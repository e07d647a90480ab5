// SPDX-License-Identifier: GPL-3.0-only

//! Live frame admission
//!
//! One frame is decoded at a time. Frames that arrive while a decode is in
//! flight are dropped rather than queued, so the analyzed frame is always
//! close to the newest one.

use super::tasks::QrDecoder;
use super::types::QrDetection;
use crate::backends::camera::types::CameraFrame;
use crate::errors::DecodeError;
use std::sync::Arc;
use std::time::Duration;
use tracing::{debug, warn};

/// Single-slot admission control for live frames
#[derive(Debug, Default)]
pub struct FrameAnalyzer {
    in_flight: bool,
    analyzed: u64,
    dropped: u64,
}

impl FrameAnalyzer {
    pub fn new() -> Self {
        Self::default()
    }

    /// Claim the decode slot; false means the frame should be dropped
    pub fn try_acquire(&mut self) -> bool {
        if self.in_flight {
            self.dropped += 1;
            return false;
        }
        self.in_flight = true;
        self.analyzed += 1;
        true
    }

    /// Free the decode slot once a result (or failure) came back
    pub fn release(&mut self) {
        self.in_flight = false;
    }

    pub fn is_busy(&self) -> bool {
        self.in_flight
    }

    /// Frames handed to the decoder
    pub fn analyzed(&self) -> u64 {
        self.analyzed
    }

    /// Frames dropped because the slot was taken
    pub fn dropped(&self) -> u64 {
        self.dropped
    }
}

/// Run a decode on the blocking pool, bounded by an optional watchdog
///
/// The frame is moved into the worker and released when the worker returns,
/// whether the decode succeeded or not. A timed out worker cannot be
/// cancelled; it finishes in the background and its result is discarded.
pub async fn decode_with_watchdog(
    decoder: Arc<dyn QrDecoder>,
    frame: Arc<CameraFrame>,
    timeout: Option<Duration>,
) -> Result<Vec<QrDetection>, DecodeError> {
    let worker = tokio::task::spawn_blocking(move || decoder.decode(&frame));

    let joined = match timeout {
        Some(limit) => match tokio::time::timeout(limit, worker).await {
            Ok(joined) => joined,
            Err(_) => {
                warn!(timeout_ms = limit.as_millis(), "QR decode timed out");
                return Err(DecodeError::TimedOut(limit));
            }
        },
        None => worker.await,
    };

    worker_result(joined)
}

/// Run a live decode that only returns once the worker is done
///
/// When the watchdog expires `on_stall` is called once with the timeout
/// error, then the worker is still awaited so the caller keeps its decode
/// slot until the blocking thread is free again. The late result of a
/// stalled worker is discarded and reported as the timeout.
pub async fn decode_until_finished<F>(
    decoder: Arc<dyn QrDecoder>,
    frame: Arc<CameraFrame>,
    timeout: Option<Duration>,
    on_stall: F,
) -> Result<Vec<QrDetection>, DecodeError>
where
    F: FnOnce(DecodeError) + Send,
{
    let mut worker = tokio::task::spawn_blocking(move || decoder.decode(&frame));

    let Some(limit) = timeout else {
        return worker_result(worker.await);
    };

    match tokio::time::timeout(limit, &mut worker).await {
        Ok(joined) => worker_result(joined),
        Err(_) => {
            warn!(timeout_ms = limit.as_millis(), "QR decode stalled");
            on_stall(DecodeError::TimedOut(limit));

            let late = worker.await;
            debug!(finished = late.is_ok(), "Stalled QR decode returned, result discarded");
            Err(DecodeError::TimedOut(limit))
        }
    }
}

fn worker_result(
    joined: Result<Result<Vec<QrDetection>, DecodeError>, tokio::task::JoinError>,
) -> Result<Vec<QrDetection>, DecodeError> {
    joined.unwrap_or_else(|e| {
        warn!(error = %e, "QR detection task panicked");
        Err(DecodeError::WorkerFailed(e.to_string()))
    })
}

#[cfg(test)]
mod tests {
    use super::*;
    use crate::backends::camera::types::{PixelFormat, SensorRotation};
    use std::time::Instant;

    struct SlowDecoder(Duration);

    impl QrDecoder for SlowDecoder {
        fn decode(&self, _frame: &CameraFrame) -> Result<Vec<QrDetection>, DecodeError> {
            std::thread::sleep(self.0);
            Ok(Vec::new())
        }
    }

    struct PanickingDecoder;

    impl QrDecoder for PanickingDecoder {
        fn decode(&self, _frame: &CameraFrame) -> Result<Vec<QrDetection>, DecodeError> {
            panic!("decoder exploded");
        }
    }

    fn frame() -> Arc<CameraFrame> {
        Arc::new(CameraFrame {
            width: 1,
            height: 1,
            stride: 1,
            format: PixelFormat::Gray8,
            data: Arc::from(vec![0u8].as_slice()),
            rotation: SensorRotation::None,
            captured_at: Instant::now(),
        })
    }

    #[test]
    fn test_single_slot() {
        let mut analyzer = FrameAnalyzer::new();
        assert!(analyzer.try_acquire());
        assert!(!analyzer.try_acquire());
        assert!(!analyzer.try_acquire());
        analyzer.release();
        assert!(analyzer.try_acquire());
        assert_eq!(analyzer.analyzed(), 2);
        assert_eq!(analyzer.dropped(), 2);
    }

    #[tokio::test]
    async fn test_watchdog_expires() {
        let decoder = Arc::new(SlowDecoder(Duration::from_millis(500)));
        let result =
            decode_with_watchdog(decoder, frame(), Some(Duration::from_millis(20))).await;
        assert_eq!(result, Err(DecodeError::TimedOut(Duration::from_millis(20))));
    }

    #[tokio::test]
    async fn test_no_watchdog_waits() {
        let decoder = Arc::new(SlowDecoder(Duration::from_millis(20)));
        let result = decode_with_watchdog(decoder, frame(), None).await;
        assert_eq!(result, Ok(Vec::new()));
    }

    #[tokio::test]
    async fn test_panicking_decoder_is_reported() {
        let result = decode_with_watchdog(Arc::new(PanickingDecoder), frame(), None).await;
        assert!(matches!(result, Err(DecodeError::WorkerFailed(_))));
    }

    #[tokio::test]
    async fn test_stalled_decode_waits_for_worker() {
        let decoder = Arc::new(SlowDecoder(Duration::from_millis(150)));
        let limit = Duration::from_millis(20);
        let stalls = std::sync::Mutex::new(Vec::new());
        let started = Instant::now();

        let result = decode_until_finished(decoder, frame(), Some(limit), |e| {
            stalls.lock().unwrap().push(e)
        })
        .await;

        assert_eq!(result, Err(DecodeError::TimedOut(limit)));
        assert_eq!(*stalls.lock().unwrap(), vec![DecodeError::TimedOut(limit)]);
        assert!(started.elapsed() >= Duration::from_millis(150));
    }

    #[tokio::test]
    async fn test_fast_decode_never_stalls() {
        let decoder = Arc::new(SlowDecoder(Duration::from_millis(1)));
        let result = decode_until_finished(decoder, frame(), Some(Duration::from_secs(5)), |_| {
            panic!("watchdog fired for a fast decode")
        })
        .await;
        assert_eq!(result, Ok(Vec::new()));
    }

    #[tokio::test]
    async fn test_frame_released_after_decode() {
        let frame = frame();
        let decoder = Arc::new(SlowDecoder(Duration::from_millis(1)));
        decode_with_watchdog(decoder, Arc::clone(&frame), None)
            .await
            .unwrap();
        assert_eq!(Arc::strong_count(&frame), 1);
    }
}
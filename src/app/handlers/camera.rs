// SPDX-License-Identifier: GPL-3.0-only

//! Camera control handlers

use crate::app::ScannerApp;
use crate::app::dispatcher::Notice;
use crate::errors::{AppError, CameraError};
use tracing::{error, info, warn};

impl ScannerApp {
    // =========================================================================
    // Camera Control Handlers
    // =========================================================================

    /// Bind the camera for the current facing
    ///
    /// Bind failures become notices; a permission failure also quits.
    pub fn start_camera(&mut self) {
        let facing = self.session.facing;
        let Some(camera) = self.camera.as_mut() else {
            warn!("No capture orchestrator attached");
            return;
        };

        let result = camera.start(facing).map(|device| device.name.clone());
        match result {
            Ok(name) => {
                info!(camera = %name, facing = %facing, "Camera started");
            }
            Err(e) => {
                let fatal = AppError::from(e.clone()).is_fatal();
                error!(error = %e, fatal, "Failed to start camera");
                self.preview = None;
                self.notify(Notice::error(camera_error_text(&e)));
                if fatal {
                    self.shutdown();
                }
            }
        }
    }

    pub(crate) fn handle_switch_camera(&mut self) {
        self.session.facing = self.session.facing.flipped();
        info!(facing = %self.session.facing, "Switching camera");
        self.notify(Notice::info(format!(
            "Switched to {} camera",
            self.session.facing.display_name()
        )));
        self.preview = None;
        self.start_camera();
    }
}

fn camera_error_text(error: &CameraError) -> String {
    match error {
        CameraError::PermissionDenied { .. } => "Camera permission denied".to_string(),
        CameraError::NoCameraFound => "No camera found".to_string(),
        other => format!("Camera unavailable: {}", other),
    }
}
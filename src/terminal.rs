// SPDX-License-Identifier: GPL-3.0-only

//! Terminal scanner front end
//!
//! Renders the camera feed to the terminal using Unicode half-block
//! characters, with the scan line, toggle indicators and transient notices
//! drawn on top. Key presses are read on their own thread and posted to the
//! scanner as messages.

use crate::app::dispatcher::{DryRunOpener, NoticeBoard, NoticeLevel, SystemUrlOpener, UrlOpener};
use crate::app::frame_processor::QrDetector;
use crate::app::{Collaborators, Message, ScannerApp};
use crate::backends::camera::orchestrator::CaptureOrchestrator;
use crate::backends::camera::types::{CameraFacing, CameraFrame};
use crate::backends::camera::{FrameReceiver, FrameSender, get_backend};
use crate::backends::feedback::SystemFeedback;
use crate::config::Config;
use crate::constants::animation;
use crate::storage::RfdImagePicker;

use crossterm::{
    event::{self, Event, KeyCode, KeyEvent, KeyEventKind, KeyModifiers},
    execute,
    terminal::{EnterAlternateScreen, LeaveAlternateScreen, disable_raw_mode, enable_raw_mode},
};
use ratatui::{
    Terminal,
    backend::CrosstermBackend,
    buffer::Buffer,
    layout::Rect,
    style::{Color, Style},
    widgets::Widget,
};
use std::io::{self, stdout};
use std::path::PathBuf;
use std::sync::Arc;
use std::time::Duration;
use tokio::sync::mpsc;
use tracing::{debug, info};

/// Run the terminal scanner until the user quits
///
/// `config_path` is the file `config` came from; remembered toggles are
/// written back there.
pub fn run(config: Config, config_path: Option<PathBuf>) -> Result<(), Box<dyn std::error::Error>> {
    // Initialize GStreamer
    gstreamer::init()?;

    let runtime = tokio::runtime::Runtime::new()?;

    // Set up terminal
    enable_raw_mode()?;
    let mut stdout = stdout();
    execute!(stdout, EnterAlternateScreen)?;
    let backend = CrosstermBackend::new(stdout);
    let mut terminal = Terminal::new(backend)?;

    // Run the app
    let result = runtime.block_on(run_app(&mut terminal, config, config_path));

    // Restore terminal
    disable_raw_mode()?;
    execute!(terminal.backend_mut(), LeaveAlternateScreen)?;
    terminal.show_cursor()?;

    result
}

async fn run_app(
    terminal: &mut Terminal<CrosstermBackend<io::Stdout>>,
    config: Config,
    config_path: Option<PathBuf>,
) -> Result<(), Box<dyn std::error::Error>> {
    let (sender, mut messages) = mpsc::unbounded_channel();
    // Keep only the newest frame; the pipeline drops when this is full
    let (frame_sender, mut frames): (FrameSender, FrameReceiver) = mpsc::channel(1);

    let notices = Arc::new(NoticeBoard::default());
    let opener: Arc<dyn UrlOpener> = if config.open_links {
        Arc::new(SystemUrlOpener)
    } else {
        Arc::new(DryRunOpener)
    };

    let collaborators = Collaborators {
        decoder: Arc::new(QrDetector::with_max_dimension(config.max_dimension)),
        opener,
        notifier: notices.clone(),
        feedback: Arc::new(SystemFeedback),
        picker: Some(Arc::new(RfdImagePicker::default())),
    };

    let orchestrator = CaptureOrchestrator::new(get_backend(), frame_sender)
        .with_pinned_devices(
            config.pinned_device(CameraFacing::Front).map(str::to_string),
            config.pinned_device(CameraFacing::Back).map(str::to_string),
        );

    let mut app =
        ScannerApp::new(config, collaborators, sender.clone()).with_config_path(config_path);
    app.attach_camera(orchestrator);
    app.start_camera();

    let input_sender = sender.clone();
    std::thread::spawn(move || input_loop(input_sender));

    let mut ticker = tokio::time::interval(animation::TICK_INTERVAL);

    while !app.should_quit() {
        let notice = notices.current();
        terminal.draw(|f| {
            let area = f.area();

            // Reserve the bottom two lines for notice and status
            let camera_area = Rect {
                height: area.height.saturating_sub(2),
                ..area
            };
            let notice_area = Rect {
                y: area.y + area.height.saturating_sub(2),
                height: area.height.min(1),
                ..area
            };
            let status_area = Rect {
                y: area.y + area.height.saturating_sub(1),
                height: area.height.min(1),
                ..area
            };

            f.render_widget(
                FrameWidget {
                    frame: app.preview().map(|frame| frame.as_ref()),
                    scan_line: app.is_scanning().then(|| app.animation().position()),
                },
                camera_area,
            );
            if let Some(notice) = &notice {
                let color = match notice.level {
                    NoticeLevel::Info => Color::Green,
                    NoticeLevel::Error => Color::Red,
                };
                f.render_widget(
                    StatusBar {
                        message: &notice.text,
                        fg: Color::Black,
                        bg: color,
                    },
                    notice_area,
                );
            }
            f.render_widget(
                StatusBar {
                    message: &build_status_message(&app),
                    fg: Color::White,
                    bg: Color::DarkGray,
                },
                status_area,
            );
        })?;

        tokio::select! {
            Some(message) = messages.recv() => app.update(message),
            Some(frame) = frames.recv() => app.update(Message::FrameCaptured(frame)),
            _ = ticker.tick() => app.update(Message::Tick),
        }
    }

    info!("Scanner closed");
    app.shutdown();
    Ok(())
}

/// Read key presses until the scanner goes away
fn input_loop(sender: mpsc::UnboundedSender<Message>) {
    while !sender.is_closed() {
        match event::poll(Duration::from_millis(100)) {
            Ok(true) => {}
            Ok(false) => continue,
            Err(e) => {
                debug!(error = %e, "Input polling failed");
                let _ = sender.send(Message::Quit);
                return;
            }
        }

        match event::read() {
            Ok(Event::Key(key)) => {
                if let Some(message) = key_to_message(key)
                    && sender.send(message).is_err()
                {
                    return;
                }
            }
            Ok(_) => {}
            Err(e) => debug!(error = %e, "Failed to read input event"),
        }
    }
}

/// Key bindings
pub fn key_to_message(key: KeyEvent) -> Option<Message> {
    if key.kind != KeyEventKind::Press {
        return None;
    }
    if key.code == KeyCode::Char('c') && key.modifiers.contains(KeyModifiers::CONTROL) {
        return Some(Message::Quit);
    }
    match key.code {
        KeyCode::Char('v') => Some(Message::ToggleVibration),
        KeyCode::Char('s') => Some(Message::ToggleSound),
        KeyCode::Char('c') => Some(Message::SwitchCamera),
        KeyCode::Char('g') => Some(Message::OpenGallery),
        KeyCode::Char('q') | KeyCode::Esc => Some(Message::Quit),
        _ => None,
    }
}

fn build_status_message(app: &ScannerApp) -> String {
    let prefs = app.preferences();
    let camera = app
        .current_device()
        .map(|device| device.name.as_str())
        .unwrap_or("no camera");
    format!(
        "'v' vibration: {} | 's' sound: {} | 'c' {} ({}) | 'g' gallery | 'q' quit",
        prefs.vibration_indicator().label(),
        prefs.sound_indicator().label(),
        app.facing().display_name(),
        camera,
    )
}

/// Widget that renders a camera frame using half-block characters
struct FrameWidget<'a> {
    frame: Option<&'a CameraFrame>,
    /// Scan line position in [0, 1] while scanning
    scan_line: Option<f32>,
}

impl Widget for FrameWidget<'_> {
    fn render(self, area: Rect, buf: &mut Buffer) {
        if area.width == 0 || area.height == 0 {
            return;
        }

        let Some(frame) = self.frame.filter(|frame| frame.is_complete()) else {
            // No frame yet - show placeholder
            let msg = "Waiting for camera...";
            let x = area.x + (area.width.saturating_sub(msg.len() as u16)) / 2;
            let y = area.y + area.height / 2;
            buf.set_string(x, y, msg, Style::default());
            return;
        };

        let (display_width, display_height) = fit_dimensions(frame, area);
        if display_width == 0 || display_height == 0 {
            return;
        }

        // Center the image
        let x_offset = area.x + (area.width.saturating_sub(display_width)) / 2;
        let y_offset = area.y + (area.height.saturating_sub(display_height)) / 2;

        // Scale factors
        let x_scale = frame.width as f64 / display_width as f64;
        let y_scale = frame.height as f64 / (display_height * 2) as f64;

        let scan_row = self
            .scan_line
            .map(|pos| ((pos * (display_height * 2 - 1) as f32) as u16).min(display_height * 2 - 1));

        // Render using half-block characters
        // Each terminal cell represents 2 vertical pixels:
        // - Upper half (▀) colored with fg
        // - Lower half colored with bg
        for ty in 0..display_height {
            for tx in 0..display_width {
                let src_x = (tx as f64 * x_scale) as u32;
                let src_y_top = (ty as f64 * 2.0 * y_scale) as u32;
                let src_y_bottom = ((ty as f64 * 2.0 + 1.0) * y_scale) as u32;

                let mut top_color = sample_pixel(frame, src_x, src_y_top);
                let mut bottom_color = sample_pixel(frame, src_x, src_y_bottom);
                if scan_row == Some(ty * 2) {
                    top_color = SCAN_LINE_COLOR;
                } else if scan_row == Some(ty * 2 + 1) {
                    bottom_color = SCAN_LINE_COLOR;
                }

                if let Some(cell) = buf.cell_mut((x_offset + tx, y_offset + ty)) {
                    cell.set_char('▀');
                    cell.set_fg(top_color);
                    cell.set_bg(bottom_color);
                }
            }
        }
    }
}

const SCAN_LINE_COLOR: Color = Color::Rgb(0, 230, 118);

/// Largest size (in cells) that keeps the frame's aspect ratio
fn fit_dimensions(frame: &CameraFrame, area: Rect) -> (u16, u16) {
    // Each terminal cell displays 2 vertical pixels using half-block characters
    let frame_aspect = frame.width as f64 / frame.height as f64;
    let term_width = area.width as f64;
    let term_height = (area.height * 2) as f64;

    if term_width / term_height > frame_aspect {
        // Terminal is wider - fit to height
        let h = term_height;
        let w = h * frame_aspect;
        ((w as u16).min(area.width), (h / 2.0) as u16)
    } else {
        // Terminal is taller - fit to width
        let w = term_width;
        let h = w / frame_aspect;
        (w as u16, ((h / 2.0) as u16).min(area.height))
    }
}

fn sample_pixel(frame: &CameraFrame, x: u32, y: u32) -> Color {
    let (r, g, b) = frame.rgb_at(x, y);
    Color::Rgb(r, g, b)
}

/// Status bar widget
struct StatusBar<'a> {
    message: &'a str,
    fg: Color,
    bg: Color,
}

impl Widget for StatusBar<'_> {
    fn render(self, area: Rect, buf: &mut Buffer) {
        if area.height == 0 {
            return;
        }

        // Fill background
        for x in area.x..area.x + area.width {
            if let Some(cell) = buf.cell_mut((x, area.y)) {
                cell.set_char(' ');
                cell.set_bg(self.bg);
            }
        }

        let text: String = self.message.chars().take(area.width as usize).collect();
        buf.set_string(area.x, area.y, text, Style::default().fg(self.fg).bg(self.bg));
    }
}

==========

(Problem description): Lines from the records above that hold "background" are the ones to list.

(Exercise result):
/// cancelled; it finishes in the background and its result is discarded.
        // Fill background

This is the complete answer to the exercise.